What is expected:
Scan the records below. Report the number of lines containing the word "NewEarnedBadgeRow", and nothing more.

Collected data:
//! PostgreSQL-backed `BadgeRepository`.

use async_trait::async_trait;
use diesel::prelude::*;
use diesel_async::RunQueryDsl;

use crate::domain::ports::{BadgeRepository, BadgeRepositoryError};
use crate::domain::{EarnedBadge, UserId};

use super::diesel_basic_error_mapping::{map_basic_diesel_error, map_basic_pool_error};
use super::models::{EarnedBadgeRow, NewEarnedBadgeRow};
use super::pool::{DbPool, PoolError};
use super::schema::earned_badges;

#[derive(Clone)]
pub struct DieselBadgeRepository {
    pool: DbPool,
}

impl DieselBadgeRepository {
    pub fn new(pool: DbPool) -> Self {
        Self { pool }
    }
}

fn map_pool_error(error: PoolError) -> BadgeRepositoryError {
    map_basic_pool_error(error, |message| BadgeRepositoryError::connection(message))
}

fn map_diesel_error(error: diesel::result::Error) -> BadgeRepositoryError {
    map_basic_diesel_error(
        error,
        BadgeRepositoryError::query,
        BadgeRepositoryError::connection,
    )
}

#[async_trait]
impl BadgeRepository for DieselBadgeRepository {
    async fn award(&self, badge: &EarnedBadge) -> Result<bool, BadgeRepositoryError> {
        let mut conn = self.pool.get().await.map_err(map_pool_error)?;
        let row = NewEarnedBadgeRow {
            user_id: *badge.user_id.as_uuid(),
            slug: &badge.slug,
            earned_at: badge.earned_at,
        };
        let inserted = diesel::insert_into(earned_badges::table)
            .values(&row)
            .on_conflict((earned_badges::user_id, earned_badges::slug))
            .do_nothing()
            .execute(&mut conn)
            .await
            .map_err(map_diesel_error)?;
        Ok(inserted == 1)
    }

    async fn for_user(&self, user_id: &UserId) -> Result<Vec<EarnedBadge>, BadgeRepositoryError> {
        let mut conn = self.pool.get().await.map_err(map_pool_error)?;
        let rows: Vec<EarnedBadgeRow> = earned_badges::table
            .filter(earned_badges::user_id.eq(user_id.as_uuid()))
            .select(EarnedBadgeRow::as_select())
            .order_by((earned_badges::earned_at.desc(), earned_badges::slug))
            .load(&mut conn)
            .await
            .map_err(map_diesel_error)?;
        Ok(rows
            .into_iter()
            .map(|row| EarnedBadge {
                user_id: UserId::from_uuid(row.user_id),
                slug: row.slug,
                earned_at: row.earned_at,
            })
            .collect())
    }
}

Final answer:
2